= Stanford Law School Three Strikes Project =

American legal representation clinic

The Stanford Law School Three Strikes Project is one of the eleven Mills Legal Clinics at Stanford Law School. Founded in 2006, it provides legal representation to convicts serving life sentences under California's three strikes law for committing minor, non-violent felonies. Under the supervision of clinic instructors, students represent clients in both federal and state court. The Project is directed by attorney and lecturer Michael Romano.

In order to secure the release of its clients, the Project pursues resentencing hearings or constitutional challenges to the sentences imposed, either by direct appeal or post-conviction habeas petitions. Typical claims include ineffective assistance of counsel under the Sixth Amendment, cruel and unusual punishment prohibited by the Eighth Amendment, and habeas petitions with newly discovered evidence under People v. Superior Court (Romero), 13 Cal.4th 497 (1996), and People v. Williams, 17 Cal.4th 148 (1998). Clinic students work in two-person teams representing a single client, visiting the client in prison, conducting factual investigations throughout California, and drafting court pleadings and briefs.

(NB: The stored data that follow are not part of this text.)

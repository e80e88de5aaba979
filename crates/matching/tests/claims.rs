//! Integration tests for the claim challenge engine.
//!
//! Exercises `ClaimEngine` against a real database:
//! - A well-stocked category yields four options with one correct image
//! - Sparse categories widen the distractor pool
//! - Correct and incorrect answers, attempt counting, re-evaluation
//! - Authorization and not-found handling leave claims untouched

mod common;

use std::collections::HashSet;
use std::sync::Arc;

use assert_matches::assert_matches;
use lostfound_core::error::CoreError;
use lostfound_core::item::Polarity;
use lostfound_db::models::status::ClaimStatus;
use lostfound_events::{EventBus, MatchEvent};
use lostfound_matching::{ClaimEngine, InitiateClaim, MatchingError};
use sqlx::PgPool;

use common::*;

const TARGET_IMAGE: &str = "/img/found-phone.jpg";

// ---------------------------------------------------------------------------
// Helpers
// ---------------------------------------------------------------------------

/// Insert a found phone with an image, plus `distractors` lost electronics
/// with distinct images. Returns the found item id.
async fn seed_target(pool: &PgPool, distractors: usize) -> i64 {
    let mut target = found_report(2, "Black Samsung phone", "Cracked screen");
    target.image_url = Some(TARGET_IMAGE.to_string());
    let target = insert_found(pool, target).await;

    for i in 0..distractors {
        let mut lost = lost_report(10 + i as i64, &format!("Phone {i}"), "Some phone");
        lost.image_url = Some(format!("/img/lost-{i}.jpg"));
        insert_lost(pool, lost).await;
    }
    target.id
}

fn claim_request(claimant_user_id: i64, item_id: i64) -> InitiateClaim {
    InitiateClaim {
        claimant_user_id,
        target: Polarity::Found,
        item_id,
        description: Some("My phone, crack across the top corner".to_string()),
    }
}

// ---------------------------------------------------------------------------
// Test: initiate
// ---------------------------------------------------------------------------

#[sqlx::test(migrations = "../../db/migrations")]
async fn test_initiate_builds_four_options(pool: PgPool) {
    let (engine, events) = claim_engine(&pool, 17);
    let mut rx = events.subscribe();
    let item_id = seed_target(&pool, 5).await;

    let claim = engine.initiate(&claim_request(1, item_id)).await.unwrap();

    assert_eq!(claim.status(), Some(ClaimStatus::Pending));
    assert_eq!(claim.attempts, 0);
    assert_eq!(claim.item_type, "found");
    assert_eq!(claim.options().len(), 4);

    let correct: Vec<_> = claim
        .options()
        .iter()
        .filter(|o| o.id == claim.correct_option_id)
        .collect();
    assert_eq!(correct.len(), 1);
    assert_eq!(correct[0].image_url, TARGET_IMAGE);
    assert_eq!(
        claim.options().iter().filter(|o| o.image_url == TARGET_IMAGE).count(),
        1
    );

    let images: HashSet<_> = claim.options().iter().map(|o| o.image_url.as_str()).collect();
    assert_eq!(images.len(), 4, "distractor images must be distinct");

    assert_matches!(
        rx.recv().await.unwrap(),
        MatchEvent::ClaimInitiated { claim_id, .. } if claim_id == claim.id
    );
}

#[sqlx::test(migrations = "../../db/migrations")]
async fn test_initiate_widens_sparse_category(pool: PgPool) {
    let (engine, _events) = claim_engine(&pool, 3);
    let item_id = seed_target(&pool, 1).await;

    let mut other = found_report(30, "Red umbrella", "Folding umbrella");
    other.category = "accessories".to_string();
    other.image_url = Some("/img/umbrella.jpg".to_string());
    insert_found(&pool, other).await;

    let claim = engine.initiate(&claim_request(1, item_id)).await.unwrap();
    let images: HashSet<_> = claim.options().iter().map(|o| o.image_url.as_str()).collect();
    assert_eq!(
        images,
        HashSet::from([TARGET_IMAGE, "/img/lost-0.jpg", "/img/umbrella.jpg"])
    );
}

#[sqlx::test(migrations = "../../db/migrations")]
async fn test_initiate_without_image_is_rejected(pool: PgPool) {
    let (engine, _events) = claim_engine(&pool, 1);
    let item = insert_found(&pool, found_report(2, "Wallet", "Brown wallet")).await;

    assert_matches!(
        engine.initiate(&claim_request(1, item.id)).await,
        Err(MatchingError::Core(CoreError::Validation(_)))
    );
}

#[sqlx::test(migrations = "../../db/migrations")]
async fn test_initiate_missing_item_is_not_found(pool: PgPool) {
    let (engine, _events) = claim_engine(&pool, 1);
    assert_matches!(
        engine.initiate(&claim_request(1, 777)).await,
        Err(MatchingError::Core(CoreError::NotFound { entity: "FoundItem", id: 777 }))
    );
}

// ---------------------------------------------------------------------------
// Test: verify
// ---------------------------------------------------------------------------

#[sqlx::test(migrations = "../../db/migrations")]
async fn test_correct_answer_passes(pool: PgPool) {
    let (engine, _events) = claim_engine(&pool, 5);
    let item_id = seed_target(&pool, 3).await;
    let claim = engine.initiate(&claim_request(1, item_id)).await.unwrap();

    let outcome = engine
        .verify(claim.id, 1, &claim.correct_option_id)
        .await
        .unwrap();

    assert!(outcome.passed);
    assert_eq!(outcome.claim.status(), Some(ClaimStatus::Passed));
    assert_eq!(outcome.claim.attempts, 1);
}

#[sqlx::test(migrations = "../../db/migrations")]
async fn test_wrong_answer_fails(pool: PgPool) {
    let (engine, events) = claim_engine(&pool, 5);
    let item_id = seed_target(&pool, 3).await;
    let claim = engine.initiate(&claim_request(1, item_id)).await.unwrap();
    let mut rx = events.subscribe();

    let wrong = claim
        .options()
        .iter()
        .find(|o| o.id != claim.correct_option_id)
        .unwrap();
    let outcome = engine.verify(claim.id, 1, &wrong.id).await.unwrap();

    assert!(!outcome.passed);
    assert_eq!(outcome.claim.status(), Some(ClaimStatus::Failed));
    assert_eq!(outcome.claim.attempts, 1);

    assert_matches!(
        rx.recv().await.unwrap(),
        MatchEvent::ClaimVerified { passed: false, attempts: 1, .. }
    );
}

#[sqlx::test(migrations = "../../db/migrations")]
async fn test_failed_claim_can_pass_on_retry(pool: PgPool) {
    let (engine, _events) = claim_engine(&pool, 9);
    let item_id = seed_target(&pool, 3).await;
    let claim = engine.initiate(&claim_request(1, item_id)).await.unwrap();

    let failed = engine.verify(claim.id, 1, "not-an-option").await.unwrap();
    assert_eq!(failed.claim.status(), Some(ClaimStatus::Failed));

    let passed = engine
        .verify(claim.id, 1, &claim.correct_option_id)
        .await
        .unwrap();
    assert!(passed.passed);
    assert_eq!(passed.claim.status(), Some(ClaimStatus::Passed));
    assert_eq!(passed.claim.attempts, 2);
}

#[sqlx::test(migrations = "../../db/migrations")]
async fn test_non_claimant_cannot_verify(pool: PgPool) {
    let (engine, _events) = claim_engine(&pool, 5);
    let item_id = seed_target(&pool, 3).await;
    let claim = engine.initiate(&claim_request(1, item_id)).await.unwrap();

    assert_matches!(
        engine.verify(claim.id, 2, &claim.correct_option_id).await,
        Err(MatchingError::Core(CoreError::Forbidden(_)))
    );

    let unchanged = engine.find(claim.id).await.unwrap();
    assert_eq!(unchanged.status(), Some(ClaimStatus::Pending));
    assert_eq!(unchanged.attempts, 0);
}

#[sqlx::test(migrations = "../../db/migrations")]
async fn test_verify_missing_claim_is_not_found(pool: PgPool) {
    let (engine, _events) = claim_engine(&pool, 5);
    assert_matches!(
        engine.verify(31337, 1, "abc").await,
        Err(MatchingError::Core(CoreError::NotFound { entity: "Claim", .. }))
    );
}

#[sqlx::test(migrations = "../../db/migrations")]
async fn test_blank_selection_is_rejected_without_an_attempt(pool: PgPool) {
    let (engine, _events) = claim_engine(&pool, 5);
    let item_id = seed_target(&pool, 3).await;
    let claim = engine.initiate(&claim_request(1, item_id)).await.unwrap();

    assert_matches!(
        engine.verify(claim.id, 1, "  ").await,
        Err(MatchingError::Core(CoreError::Validation(_)))
    );

    let unchanged = engine.find(claim.id).await.unwrap();
    assert_eq!(unchanged.status(), Some(ClaimStatus::Pending));
    assert_eq!(unchanged.attempts, 0);
}

#[sqlx::test(migrations = "../../db/migrations")]
async fn test_lookup_and_ownership_precede_selection_check(pool: PgPool) {
    let (engine, _events) = claim_engine(&pool, 5);
    let item_id = seed_target(&pool, 3).await;
    let claim = engine.initiate(&claim_request(1, item_id)).await.unwrap();

    assert_matches!(
        engine.verify(claim.id, 2, "").await,
        Err(MatchingError::Core(CoreError::Forbidden(_)))
    );
    assert_matches!(
        engine.verify(claim.id + 1000, 1, "").await,
        Err(MatchingError::Core(CoreError::NotFound { entity: "Claim", .. }))
    );
}

#[sqlx::test(migrations = "../../db/migrations")]
async fn test_unseeded_engine_issues_valid_challenge(pool: PgPool) {
    let events = Arc::new(EventBus::default());
    let engine = ClaimEngine::new(pool.clone(), events);
    let item_id = seed_target(&pool, 4).await;

    let claim = engine.initiate(&claim_request(1, item_id)).await.unwrap();

    assert_eq!(claim.options().len(), 4);
    let correct = claim
        .options()
        .iter()
        .find(|o| o.id == claim.correct_option_id)
        .unwrap();
    assert_eq!(correct.image_url, TARGET_IMAGE);

    let outcome = engine
        .verify(claim.id, 1, &claim.correct_option_id)
        .await
        .unwrap();
    assert!(outcome.passed);
}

Despite facing difficult legal terrain under Ewing v. California, 538 U.S. 11 (2003), and Lockyer v. Andrade, 538 U.S. 63 (2003), in which the United States Supreme Court effectively foreclosed relief for the disproportionality of third-strike sentences under the federal Cruel and Unusual Punishment Clause, the Project has been largely successful. To date, it has won the reversal or resentencing of over 150 people. Previous clients had been sentenced to life in prison for minor crimes such as possession of less than a gram of narcotics, stealing a dollar's worth of change from a car, shoplifting three disposable cameras, writing bad checks, and stealing tools from a tow truck.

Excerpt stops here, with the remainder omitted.